#### [YOUR TASK]
For the records below, give the number of lines containing the word "Instant" and no other text.

#### [DATA]
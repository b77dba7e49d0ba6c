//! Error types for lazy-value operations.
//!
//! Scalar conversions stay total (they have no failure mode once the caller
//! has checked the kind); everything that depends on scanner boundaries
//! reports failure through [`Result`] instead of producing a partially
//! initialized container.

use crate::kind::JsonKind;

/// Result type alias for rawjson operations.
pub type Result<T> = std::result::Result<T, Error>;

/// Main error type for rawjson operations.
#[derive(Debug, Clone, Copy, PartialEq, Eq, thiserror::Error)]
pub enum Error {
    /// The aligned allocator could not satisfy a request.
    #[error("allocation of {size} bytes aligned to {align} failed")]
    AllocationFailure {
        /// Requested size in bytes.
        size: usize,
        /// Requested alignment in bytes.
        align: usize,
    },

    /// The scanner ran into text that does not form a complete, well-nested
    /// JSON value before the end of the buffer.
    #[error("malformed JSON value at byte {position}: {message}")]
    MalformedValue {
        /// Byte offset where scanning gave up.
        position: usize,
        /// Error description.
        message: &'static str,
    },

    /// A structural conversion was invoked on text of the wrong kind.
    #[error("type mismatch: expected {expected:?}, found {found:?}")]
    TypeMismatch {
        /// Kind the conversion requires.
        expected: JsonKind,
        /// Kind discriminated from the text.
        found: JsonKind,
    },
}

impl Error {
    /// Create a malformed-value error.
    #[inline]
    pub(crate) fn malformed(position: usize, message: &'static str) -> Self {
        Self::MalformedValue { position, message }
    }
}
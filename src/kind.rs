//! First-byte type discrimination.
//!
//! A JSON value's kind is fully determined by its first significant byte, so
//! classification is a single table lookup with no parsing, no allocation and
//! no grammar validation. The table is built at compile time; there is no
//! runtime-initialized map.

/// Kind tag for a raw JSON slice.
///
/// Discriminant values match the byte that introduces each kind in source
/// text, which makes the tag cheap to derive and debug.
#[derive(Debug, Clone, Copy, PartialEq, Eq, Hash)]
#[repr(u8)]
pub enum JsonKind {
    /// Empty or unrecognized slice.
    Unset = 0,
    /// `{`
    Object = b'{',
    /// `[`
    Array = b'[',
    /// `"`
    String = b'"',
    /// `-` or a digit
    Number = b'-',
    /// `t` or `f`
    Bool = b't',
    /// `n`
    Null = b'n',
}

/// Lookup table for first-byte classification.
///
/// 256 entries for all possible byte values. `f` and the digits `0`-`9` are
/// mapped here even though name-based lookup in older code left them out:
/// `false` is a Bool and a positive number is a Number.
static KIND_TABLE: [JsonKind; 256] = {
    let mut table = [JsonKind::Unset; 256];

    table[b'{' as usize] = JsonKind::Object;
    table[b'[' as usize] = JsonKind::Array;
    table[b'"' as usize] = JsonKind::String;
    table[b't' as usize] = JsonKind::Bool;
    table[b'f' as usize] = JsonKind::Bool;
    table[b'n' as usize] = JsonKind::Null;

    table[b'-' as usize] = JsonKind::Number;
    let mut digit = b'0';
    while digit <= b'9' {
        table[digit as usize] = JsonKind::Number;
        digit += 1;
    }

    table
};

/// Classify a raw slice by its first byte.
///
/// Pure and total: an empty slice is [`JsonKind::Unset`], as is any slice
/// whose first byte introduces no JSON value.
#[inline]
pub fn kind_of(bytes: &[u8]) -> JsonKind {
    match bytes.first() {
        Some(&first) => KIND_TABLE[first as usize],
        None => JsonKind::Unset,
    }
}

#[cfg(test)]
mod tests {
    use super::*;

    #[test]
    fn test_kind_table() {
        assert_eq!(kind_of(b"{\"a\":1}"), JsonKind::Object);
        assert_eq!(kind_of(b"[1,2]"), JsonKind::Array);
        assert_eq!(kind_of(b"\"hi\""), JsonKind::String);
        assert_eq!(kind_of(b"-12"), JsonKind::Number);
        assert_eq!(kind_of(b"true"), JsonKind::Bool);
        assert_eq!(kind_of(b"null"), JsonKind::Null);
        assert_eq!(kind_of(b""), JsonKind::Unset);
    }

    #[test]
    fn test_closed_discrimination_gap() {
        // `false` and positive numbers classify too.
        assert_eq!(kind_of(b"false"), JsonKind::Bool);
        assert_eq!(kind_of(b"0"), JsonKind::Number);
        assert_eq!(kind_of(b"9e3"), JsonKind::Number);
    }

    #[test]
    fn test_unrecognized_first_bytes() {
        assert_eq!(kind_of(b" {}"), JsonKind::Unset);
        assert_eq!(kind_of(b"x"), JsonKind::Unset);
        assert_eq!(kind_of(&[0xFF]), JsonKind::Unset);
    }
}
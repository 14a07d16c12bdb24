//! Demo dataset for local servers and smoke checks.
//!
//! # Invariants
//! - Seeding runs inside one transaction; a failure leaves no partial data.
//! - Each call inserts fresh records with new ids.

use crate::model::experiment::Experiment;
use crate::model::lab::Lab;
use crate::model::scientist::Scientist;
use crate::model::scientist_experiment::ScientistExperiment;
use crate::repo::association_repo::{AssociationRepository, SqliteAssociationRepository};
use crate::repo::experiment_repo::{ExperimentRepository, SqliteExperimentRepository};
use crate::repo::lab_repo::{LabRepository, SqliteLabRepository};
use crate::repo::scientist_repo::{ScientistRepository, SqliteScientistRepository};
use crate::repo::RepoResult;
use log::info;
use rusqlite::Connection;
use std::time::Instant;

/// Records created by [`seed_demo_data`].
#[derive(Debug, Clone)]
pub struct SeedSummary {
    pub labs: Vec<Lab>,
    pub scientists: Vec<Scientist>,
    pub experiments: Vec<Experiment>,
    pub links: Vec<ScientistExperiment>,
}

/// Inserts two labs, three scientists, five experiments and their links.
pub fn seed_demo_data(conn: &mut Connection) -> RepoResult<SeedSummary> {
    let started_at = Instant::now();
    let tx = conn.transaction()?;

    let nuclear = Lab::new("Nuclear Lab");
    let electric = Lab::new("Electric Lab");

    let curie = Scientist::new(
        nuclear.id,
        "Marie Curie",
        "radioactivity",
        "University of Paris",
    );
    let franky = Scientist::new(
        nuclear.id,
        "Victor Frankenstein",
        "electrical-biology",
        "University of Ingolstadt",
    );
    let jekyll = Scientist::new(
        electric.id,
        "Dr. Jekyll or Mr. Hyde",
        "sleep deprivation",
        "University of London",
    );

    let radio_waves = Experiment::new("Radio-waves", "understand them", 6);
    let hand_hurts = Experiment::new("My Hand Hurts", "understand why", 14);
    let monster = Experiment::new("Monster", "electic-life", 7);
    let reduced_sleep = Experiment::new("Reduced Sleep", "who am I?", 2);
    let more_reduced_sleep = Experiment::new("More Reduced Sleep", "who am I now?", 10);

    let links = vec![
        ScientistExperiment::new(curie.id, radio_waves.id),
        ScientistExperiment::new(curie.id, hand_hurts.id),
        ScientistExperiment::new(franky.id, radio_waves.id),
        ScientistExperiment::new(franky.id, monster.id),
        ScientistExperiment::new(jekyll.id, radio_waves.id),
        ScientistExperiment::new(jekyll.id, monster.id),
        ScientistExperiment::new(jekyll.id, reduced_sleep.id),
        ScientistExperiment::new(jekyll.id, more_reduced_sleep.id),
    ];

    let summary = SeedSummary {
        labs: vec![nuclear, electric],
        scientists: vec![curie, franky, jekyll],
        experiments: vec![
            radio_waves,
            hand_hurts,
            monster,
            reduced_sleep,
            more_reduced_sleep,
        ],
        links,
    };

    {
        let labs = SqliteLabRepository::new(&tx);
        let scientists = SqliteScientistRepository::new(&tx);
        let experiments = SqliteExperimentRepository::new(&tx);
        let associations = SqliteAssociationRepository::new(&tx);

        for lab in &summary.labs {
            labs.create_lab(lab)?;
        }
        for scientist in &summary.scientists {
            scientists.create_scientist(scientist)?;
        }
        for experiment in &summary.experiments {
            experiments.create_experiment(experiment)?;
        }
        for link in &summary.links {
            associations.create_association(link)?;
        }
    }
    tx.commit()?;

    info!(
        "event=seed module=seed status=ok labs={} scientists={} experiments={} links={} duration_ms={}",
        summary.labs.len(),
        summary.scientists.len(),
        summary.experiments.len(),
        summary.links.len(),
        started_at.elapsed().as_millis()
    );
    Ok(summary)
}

#### [PROBLEM SOLUTION]
2